Your task is to show every line in the listing below that includes "prelude".
======== Data to process ========
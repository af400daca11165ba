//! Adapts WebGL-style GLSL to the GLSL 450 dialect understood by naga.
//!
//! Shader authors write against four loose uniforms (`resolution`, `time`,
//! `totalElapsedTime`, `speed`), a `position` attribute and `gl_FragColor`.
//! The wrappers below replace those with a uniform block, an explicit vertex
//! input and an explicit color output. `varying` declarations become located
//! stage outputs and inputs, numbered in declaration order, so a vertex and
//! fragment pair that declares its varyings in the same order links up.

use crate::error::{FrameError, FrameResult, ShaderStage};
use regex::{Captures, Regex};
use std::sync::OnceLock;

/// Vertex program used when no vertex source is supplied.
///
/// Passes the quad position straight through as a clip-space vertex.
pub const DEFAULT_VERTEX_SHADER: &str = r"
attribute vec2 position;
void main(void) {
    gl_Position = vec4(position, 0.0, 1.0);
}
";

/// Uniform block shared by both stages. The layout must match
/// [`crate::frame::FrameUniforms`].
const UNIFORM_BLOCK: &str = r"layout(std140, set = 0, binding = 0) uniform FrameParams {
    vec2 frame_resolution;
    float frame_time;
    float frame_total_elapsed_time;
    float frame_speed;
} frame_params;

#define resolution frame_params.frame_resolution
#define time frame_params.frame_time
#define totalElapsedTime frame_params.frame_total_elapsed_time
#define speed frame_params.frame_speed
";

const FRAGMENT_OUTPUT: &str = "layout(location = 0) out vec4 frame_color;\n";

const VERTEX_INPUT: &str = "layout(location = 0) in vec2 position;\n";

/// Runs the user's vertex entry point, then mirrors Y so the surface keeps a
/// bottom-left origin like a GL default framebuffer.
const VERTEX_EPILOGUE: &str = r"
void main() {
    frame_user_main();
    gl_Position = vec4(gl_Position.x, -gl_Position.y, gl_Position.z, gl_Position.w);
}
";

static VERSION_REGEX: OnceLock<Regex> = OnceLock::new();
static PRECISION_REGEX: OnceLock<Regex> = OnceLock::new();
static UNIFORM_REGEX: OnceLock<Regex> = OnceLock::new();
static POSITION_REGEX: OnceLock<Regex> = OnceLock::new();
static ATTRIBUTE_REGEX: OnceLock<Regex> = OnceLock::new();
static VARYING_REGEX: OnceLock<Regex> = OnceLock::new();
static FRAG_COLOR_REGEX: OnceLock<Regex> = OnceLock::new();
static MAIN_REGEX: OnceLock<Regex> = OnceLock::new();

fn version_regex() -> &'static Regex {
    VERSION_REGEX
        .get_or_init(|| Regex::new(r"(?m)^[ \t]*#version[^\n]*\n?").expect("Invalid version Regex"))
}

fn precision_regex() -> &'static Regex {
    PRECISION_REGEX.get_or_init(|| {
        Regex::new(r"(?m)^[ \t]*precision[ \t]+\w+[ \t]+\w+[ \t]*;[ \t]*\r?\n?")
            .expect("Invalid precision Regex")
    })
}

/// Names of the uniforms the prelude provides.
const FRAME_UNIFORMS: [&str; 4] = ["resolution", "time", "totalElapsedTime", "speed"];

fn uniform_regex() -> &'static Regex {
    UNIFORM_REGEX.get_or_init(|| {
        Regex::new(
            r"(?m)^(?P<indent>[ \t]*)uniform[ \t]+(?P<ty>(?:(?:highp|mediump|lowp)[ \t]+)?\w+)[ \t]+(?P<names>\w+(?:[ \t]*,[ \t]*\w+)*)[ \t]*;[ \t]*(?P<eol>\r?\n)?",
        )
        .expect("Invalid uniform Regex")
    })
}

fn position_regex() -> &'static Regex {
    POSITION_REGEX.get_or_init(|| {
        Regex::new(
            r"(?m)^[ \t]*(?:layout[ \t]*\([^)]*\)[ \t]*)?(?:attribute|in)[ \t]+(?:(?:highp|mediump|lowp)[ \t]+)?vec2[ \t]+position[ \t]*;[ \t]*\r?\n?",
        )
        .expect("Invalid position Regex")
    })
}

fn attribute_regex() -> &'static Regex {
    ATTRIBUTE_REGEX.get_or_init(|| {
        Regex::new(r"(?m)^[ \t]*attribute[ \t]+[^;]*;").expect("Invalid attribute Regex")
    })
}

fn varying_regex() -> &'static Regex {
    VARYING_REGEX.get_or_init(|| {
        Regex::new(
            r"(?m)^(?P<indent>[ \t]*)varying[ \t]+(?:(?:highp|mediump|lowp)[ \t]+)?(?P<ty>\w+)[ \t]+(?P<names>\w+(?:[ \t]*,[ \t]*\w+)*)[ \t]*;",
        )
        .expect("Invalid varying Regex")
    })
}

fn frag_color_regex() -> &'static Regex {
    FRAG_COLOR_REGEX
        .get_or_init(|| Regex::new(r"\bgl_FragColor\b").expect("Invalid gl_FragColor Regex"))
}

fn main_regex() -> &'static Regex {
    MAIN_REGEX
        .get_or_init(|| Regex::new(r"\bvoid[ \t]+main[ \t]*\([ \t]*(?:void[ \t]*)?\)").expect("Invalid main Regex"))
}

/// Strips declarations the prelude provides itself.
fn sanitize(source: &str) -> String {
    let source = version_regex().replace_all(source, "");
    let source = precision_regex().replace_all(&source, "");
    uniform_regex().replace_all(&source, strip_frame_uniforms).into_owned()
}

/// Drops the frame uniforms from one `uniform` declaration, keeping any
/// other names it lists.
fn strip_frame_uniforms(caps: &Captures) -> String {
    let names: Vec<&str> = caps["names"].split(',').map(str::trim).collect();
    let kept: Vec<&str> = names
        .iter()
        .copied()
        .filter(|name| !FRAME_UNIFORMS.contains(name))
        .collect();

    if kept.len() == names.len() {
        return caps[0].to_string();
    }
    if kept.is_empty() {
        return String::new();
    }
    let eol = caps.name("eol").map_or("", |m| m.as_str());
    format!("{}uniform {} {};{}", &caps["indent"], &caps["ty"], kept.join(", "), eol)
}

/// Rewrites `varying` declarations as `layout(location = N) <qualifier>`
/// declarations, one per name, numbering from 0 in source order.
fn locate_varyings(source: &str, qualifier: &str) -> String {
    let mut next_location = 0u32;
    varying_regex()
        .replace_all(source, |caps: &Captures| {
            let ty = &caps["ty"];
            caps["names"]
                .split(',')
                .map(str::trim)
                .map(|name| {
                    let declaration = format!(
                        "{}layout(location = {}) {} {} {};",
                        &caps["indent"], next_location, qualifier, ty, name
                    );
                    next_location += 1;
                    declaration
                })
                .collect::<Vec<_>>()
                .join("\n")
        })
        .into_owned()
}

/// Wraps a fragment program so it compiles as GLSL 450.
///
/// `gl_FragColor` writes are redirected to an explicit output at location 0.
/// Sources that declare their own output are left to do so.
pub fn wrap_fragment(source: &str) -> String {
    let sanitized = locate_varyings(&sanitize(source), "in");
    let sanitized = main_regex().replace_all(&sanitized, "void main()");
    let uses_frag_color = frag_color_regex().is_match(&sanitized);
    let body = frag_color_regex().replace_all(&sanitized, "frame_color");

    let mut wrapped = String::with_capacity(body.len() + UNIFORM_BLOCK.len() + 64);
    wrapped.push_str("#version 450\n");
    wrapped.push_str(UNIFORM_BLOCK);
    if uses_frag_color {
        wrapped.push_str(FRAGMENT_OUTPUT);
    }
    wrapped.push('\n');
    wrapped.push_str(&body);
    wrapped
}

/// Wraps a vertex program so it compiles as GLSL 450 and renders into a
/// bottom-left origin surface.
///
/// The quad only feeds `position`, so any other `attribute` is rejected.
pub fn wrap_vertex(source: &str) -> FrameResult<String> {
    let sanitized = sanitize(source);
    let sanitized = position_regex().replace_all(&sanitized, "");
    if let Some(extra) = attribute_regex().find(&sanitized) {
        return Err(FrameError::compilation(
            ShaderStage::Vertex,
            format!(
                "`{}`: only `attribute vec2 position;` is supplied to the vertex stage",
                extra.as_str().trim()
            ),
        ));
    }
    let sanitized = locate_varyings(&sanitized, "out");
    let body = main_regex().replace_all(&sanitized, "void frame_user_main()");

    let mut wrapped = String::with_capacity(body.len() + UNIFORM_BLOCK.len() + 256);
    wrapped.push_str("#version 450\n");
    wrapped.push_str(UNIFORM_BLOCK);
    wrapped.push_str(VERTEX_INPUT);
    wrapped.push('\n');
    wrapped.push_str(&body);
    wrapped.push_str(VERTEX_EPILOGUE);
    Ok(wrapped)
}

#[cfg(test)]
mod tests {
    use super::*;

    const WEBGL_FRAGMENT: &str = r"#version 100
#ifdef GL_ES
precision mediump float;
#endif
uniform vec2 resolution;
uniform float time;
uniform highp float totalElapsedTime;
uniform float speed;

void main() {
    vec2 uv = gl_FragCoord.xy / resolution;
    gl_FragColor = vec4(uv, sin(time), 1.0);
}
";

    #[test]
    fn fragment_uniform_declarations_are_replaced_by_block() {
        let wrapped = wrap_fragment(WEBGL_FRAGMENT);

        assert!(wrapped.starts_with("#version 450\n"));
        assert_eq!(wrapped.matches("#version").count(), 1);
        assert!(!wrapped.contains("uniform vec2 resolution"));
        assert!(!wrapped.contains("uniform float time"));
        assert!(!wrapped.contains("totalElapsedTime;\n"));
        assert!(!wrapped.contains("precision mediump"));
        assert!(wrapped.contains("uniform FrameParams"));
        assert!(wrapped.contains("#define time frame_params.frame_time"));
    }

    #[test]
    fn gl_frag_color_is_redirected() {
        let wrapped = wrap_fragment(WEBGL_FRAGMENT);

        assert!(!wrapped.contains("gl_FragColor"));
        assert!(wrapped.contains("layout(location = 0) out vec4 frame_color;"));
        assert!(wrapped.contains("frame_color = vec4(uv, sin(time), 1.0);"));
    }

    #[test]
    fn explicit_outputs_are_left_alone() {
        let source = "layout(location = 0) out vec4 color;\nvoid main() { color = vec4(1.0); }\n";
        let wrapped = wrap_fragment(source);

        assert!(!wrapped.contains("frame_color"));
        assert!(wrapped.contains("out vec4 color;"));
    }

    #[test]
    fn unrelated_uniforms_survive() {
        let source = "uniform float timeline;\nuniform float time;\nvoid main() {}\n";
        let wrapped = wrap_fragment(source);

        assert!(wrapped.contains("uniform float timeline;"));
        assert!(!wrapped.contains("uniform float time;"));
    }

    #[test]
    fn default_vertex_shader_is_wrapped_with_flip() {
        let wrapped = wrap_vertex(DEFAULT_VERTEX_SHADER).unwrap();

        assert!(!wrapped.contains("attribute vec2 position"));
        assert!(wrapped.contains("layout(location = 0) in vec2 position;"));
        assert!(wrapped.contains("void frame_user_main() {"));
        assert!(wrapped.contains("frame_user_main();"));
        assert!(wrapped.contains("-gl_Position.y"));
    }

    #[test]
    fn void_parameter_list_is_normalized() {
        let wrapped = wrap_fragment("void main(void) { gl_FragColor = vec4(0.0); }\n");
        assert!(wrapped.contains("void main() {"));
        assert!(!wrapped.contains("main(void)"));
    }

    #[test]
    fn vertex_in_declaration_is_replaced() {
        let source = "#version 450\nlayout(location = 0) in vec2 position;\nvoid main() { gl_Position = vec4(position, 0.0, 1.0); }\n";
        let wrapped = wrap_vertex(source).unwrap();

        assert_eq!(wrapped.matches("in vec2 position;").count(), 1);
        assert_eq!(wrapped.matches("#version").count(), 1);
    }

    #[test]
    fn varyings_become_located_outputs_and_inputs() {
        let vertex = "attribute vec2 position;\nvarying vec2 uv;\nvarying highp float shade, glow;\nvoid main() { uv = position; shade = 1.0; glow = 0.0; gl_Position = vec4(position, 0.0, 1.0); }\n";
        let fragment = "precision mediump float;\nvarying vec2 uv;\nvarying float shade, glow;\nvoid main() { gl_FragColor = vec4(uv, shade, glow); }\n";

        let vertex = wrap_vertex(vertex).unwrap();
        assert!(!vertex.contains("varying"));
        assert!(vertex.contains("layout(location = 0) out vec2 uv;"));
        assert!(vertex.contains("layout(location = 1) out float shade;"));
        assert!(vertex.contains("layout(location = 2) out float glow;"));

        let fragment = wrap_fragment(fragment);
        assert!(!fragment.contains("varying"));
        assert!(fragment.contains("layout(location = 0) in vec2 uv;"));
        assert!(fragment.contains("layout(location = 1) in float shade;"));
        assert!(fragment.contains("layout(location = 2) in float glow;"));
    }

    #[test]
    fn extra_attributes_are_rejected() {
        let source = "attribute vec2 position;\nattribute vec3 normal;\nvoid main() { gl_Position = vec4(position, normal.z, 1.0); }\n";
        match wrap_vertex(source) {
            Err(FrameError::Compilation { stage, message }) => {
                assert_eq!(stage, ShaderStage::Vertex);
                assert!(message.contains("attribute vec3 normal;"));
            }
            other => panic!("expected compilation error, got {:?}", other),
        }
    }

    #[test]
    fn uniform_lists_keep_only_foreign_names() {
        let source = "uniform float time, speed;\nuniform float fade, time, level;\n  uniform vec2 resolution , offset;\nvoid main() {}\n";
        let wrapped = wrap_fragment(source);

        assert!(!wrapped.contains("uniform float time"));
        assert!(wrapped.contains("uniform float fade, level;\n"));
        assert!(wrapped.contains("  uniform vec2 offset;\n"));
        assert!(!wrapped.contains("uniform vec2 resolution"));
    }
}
========
* Task answer
/// Names of the uniforms the prelude provides.
/// Strips declarations the prelude provides itself.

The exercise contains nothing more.